De toute évidence, la crise qui touche le pays ne cesse de
s'aggraver. Mais elle est s'explique davantage par une inflation
galopante que par une opposition elle-même profondément divisée.
Autrefois l'un des pays d'Afrique les plus riches, le Zimbabwe détient
aujourd'hui le triste record d'être le pays connaissant le plus rapide
effondrement économique du monde en temps de paix, selon une étude de
l'International Crisis Group (ICG), qui propose aussi un plan de
transition intéressant. L'économie du Zimbabwe s'est réduite de 40 %
par rapport à 1998, le chômage a grimpé à 80 % et l'inflation devrait
atteindre plus de 4 000 % d'ici à la fin de l'année.
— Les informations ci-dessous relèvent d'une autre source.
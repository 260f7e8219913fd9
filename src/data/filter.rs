use ndarray::{Array3, Axis};

/// Indices of examples whose window contains no NaN
///
/// Returned indices are ascending. Apply the same list to data and labels.
pub fn nan_free_indices(data: &Array3<f32>) -> Vec<usize> {
    data.axis_iter(Axis(0))
        .enumerate()
        .filter(|(_, example)| !example.iter().any(|v| v.is_nan()))
        .map(|(i, _)| i)
        .collect()
}

#[cfg(test)]
mod tests {
    use super::*;
    use crate::utils::random::seeded_rng;
    use rand::Rng;

    #[test]
    fn test_empty_input() {
        let data = Array3::<f32>::zeros((0, 200, 1));
        assert!(nan_free_indices(&data).is_empty());
    }

    #[test]
    fn test_all_clean() {
        let data = Array3::<f32>::ones((4, 10, 1));
        assert_eq!(nan_free_indices(&data), vec![0, 1, 2, 3]);
    }

    #[test]
    fn test_single_nan_excludes_example() {
        let mut data = Array3::<f32>::ones((3, 10, 1));
        data[[1, 9, 0]] = f32::NAN;
        assert_eq!(nan_free_indices(&data), vec![0, 2]);
    }

    #[test]
    fn test_sound_and_complete_on_random_arrays() {
        let mut rng = seeded_rng(7);

        for _ in 0..20 {
            let n = rng.gen_range(0..30);
            let mut data = Array3::<f32>::ones((n, 16, 1));
            for v in data.iter_mut() {
                if rng.gen_bool(0.01) {
                    *v = f32::NAN;
                }
            }

            let keep = nan_free_indices(&data);
            for i in 0..n {
                let has_nan = data.index_axis(Axis(0), i).iter().any(|v| v.is_nan());
                assert_eq!(keep.contains(&i), !has_nan, "index {} misclassified", i);
            }
            assert!(keep.windows(2).all(|w| w[0] < w[1]));
        }
    }
}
Des rapports témoignent du mécontentement qui règne dans les rangs de
la police et de l'armée, où l'on se plaint d'être moins bien payé que
les hommes de main engagés pour mater les groupes d'opposition. Mugabe
doit également faire face à des problèmes au sein de son parti, le
ZANU PF, où son intention de prolonger son mandat jusqu'en 2010, au
lieu de 2008, a rencontré une résistance inattendue lors de la
conférence annuelle de décembre 2006. Le 11 mars, Mugabe aurait déclaré
qu'il s'en tiendrait à ce qui était prévu et se présenterait à la
présidentielle de 2008, "si le parti le veut bien".
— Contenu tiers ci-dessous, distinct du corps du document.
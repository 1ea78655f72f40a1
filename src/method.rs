//! HTTP methods as route keys.
//!
//! A route is registered for a [`MethodSpec`]: either one of the RFC 9110
//! verbs ([`Method`]) or an arbitrary extension token such as `PURGE` or
//! `VOROJBA`. Both kinds are matched the same way, by exact comparison of
//! the wire token. There is no prefix matching and no case folding
//! (method tokens are case-sensitive per RFC 9110 §9.1).

use std::fmt;
use std::str::FromStr;

use crate::error::Error;

/// An RFC 9110 method.
#[derive(Clone, Copy, Debug, Eq, Hash, PartialEq)]
pub enum Method {
    Connect,
    Delete,
    Get,
    Head,
    Options,
    Patch,
    Post,
    Put,
    Trace,
}

impl Method {
    /// Returns the uppercase wire representation (e.g. `"GET"`).
    pub fn as_str(self) -> &'static str {
        match self {
            Self::Connect => "CONNECT",
            Self::Delete  => "DELETE",
            Self::Get     => "GET",
            Self::Head    => "HEAD",
            Self::Options => "OPTIONS",
            Self::Patch   => "PATCH",
            Self::Post    => "POST",
            Self::Put     => "PUT",
            Self::Trace   => "TRACE",
        }
    }
}

/// Parses an uppercase method string (e.g. `"GET"`). Case-sensitive.
impl FromStr for Method {
    type Err = ();

    fn from_str(s: &str) -> Result<Self, Self::Err> {
        match s {
            "CONNECT" => Ok(Self::Connect),
            "DELETE"  => Ok(Self::Delete),
            "GET"     => Ok(Self::Get),
            "HEAD"    => Ok(Self::Head),
            "OPTIONS" => Ok(Self::Options),
            "PATCH"   => Ok(Self::Patch),
            "POST"    => Ok(Self::Post),
            "PUT"     => Ok(Self::Put),
            "TRACE"   => Ok(Self::Trace),
            _         => Err(()),
        }
    }
}

impl fmt::Display for Method {
    fn fmt(&self, f: &mut fmt::Formatter<'_>) -> fmt::Result {
        f.write_str(self.as_str())
    }
}

// ── MethodSpec ────────────────────────────────────────────────────────────────

/// The method half of a route key.
#[derive(Clone, Debug, Eq, Hash, PartialEq)]
pub enum MethodSpec {
    Standard(Method),
    Extension(Box<str>),
}

impl MethodSpec {
    /// Parses a raw method token.
    ///
    /// Standard verbs map to [`MethodSpec::Standard`], anything else that is
    /// a syntactically valid token becomes an [`MethodSpec::Extension`].
    /// Tokens of any length are accepted.
    pub fn parse(token: &str) -> Result<Self, Error> {
        if let Ok(method) = token.parse::<Method>() {
            return Ok(Self::Standard(method));
        }
        // `http` applies the RFC 9110 `tchar` grammar for us.
        http::Method::from_bytes(token.as_bytes())
            .map_err(|_| Error::InvalidMethod(token.to_owned()))?;
        Ok(Self::Extension(token.into()))
    }

    pub fn as_str(&self) -> &str {
        match self {
            Self::Standard(method) => method.as_str(),
            Self::Extension(token) => token,
        }
    }

    /// Exact token comparison against an incoming request method.
    pub fn matches(&self, method: &http::Method) -> bool {
        self.as_str() == method.as_str()
    }
}

impl From<Method> for MethodSpec {
    fn from(method: Method) -> Self {
        Self::Standard(method)
    }
}

impl fmt::Display for MethodSpec {
    fn fmt(&self, f: &mut fmt::Formatter<'_>) -> fmt::Result {
        f.write_str(self.as_str())
    }
}

#[cfg(test)]
mod tests {
    use super::*;

    #[test]
    fn standard_verbs_parse_to_standard() {
        assert_eq!(MethodSpec::parse("GET").unwrap(), MethodSpec::Standard(Method::Get));
        assert_eq!(MethodSpec::parse("OPTIONS").unwrap(), MethodSpec::Standard(Method::Options));
    }

    #[test]
    fn lowercase_verb_is_an_extension() {
        let spec = MethodSpec::parse("get").unwrap();
        assert_eq!(spec, MethodSpec::Extension("get".into()));
        assert!(!spec.matches(&http::Method::GET));
    }

    #[test]
    fn long_extension_tokens_are_kept_whole() {
        let token = "ONE_HELL_LONG_VOROJBA_EXTENSION";
        let spec = MethodSpec::parse(token).unwrap();
        assert_eq!(spec.as_str(), token);

        let method = http::Method::from_bytes(token.as_bytes()).unwrap();
        assert!(spec.matches(&method));
    }

    #[test]
    fn extension_tokens_do_not_match_by_prefix() {
        let short = MethodSpec::parse("VOROJBA").unwrap();
        let long = http::Method::from_bytes(b"VOROJBA_EXTENSION").unwrap();
        assert!(!short.matches(&long));
    }

    #[test]
    fn invalid_tokens_are_rejected() {
        assert!(matches!(MethodSpec::parse("BAD METHOD"), Err(Error::InvalidMethod(_))));
        assert!(MethodSpec::parse("").is_err());
    }
}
Mais peut-être celui-ci ne le voudra-t-il pas. Le ZANU PF est
divisé en trois factions : un groupe de fidèles toujours prêts à
soutenir le président de 83 ans et deux courants dominés par un
prétendant à la présidentielle, Emmerson Mnangagwa, et un général à la
retraite, Solomon Mujuru, également mari de la vice-présidente, Joyce
Mujuru. Tous deux souhaitent le retrait de Mugabe l'année prochaine
afin que le parti puisse garder le contrôle politique.
Le sort du Zimbabwe n'est pas gravé dans la pierre et il n'est pas
dit que ses souffrances doivent continuer une fois que Mugabe aura
compris qu'il est de trop. Ici, l'analogie faite par l'ICG avec les
derniers jours du règne de Mobutu, au Zaïre, n'est pas tout à fait
exacte. En effet, en dépit de leur état de délabrement, les
infrastructures du Zimbabwe existent toujours. Il en va de même pour
les logements et les fermes. Le pays peut compter sur une vaste source
de devises étrangères par le biais de ses expatriés, et le gouvernement
de l'après-Mugabe pourrait bénéficier d'une aide internationale
bienvenue. Mais, pour cela, Mugabe doit partir, et le plus tôt sera le
mieux.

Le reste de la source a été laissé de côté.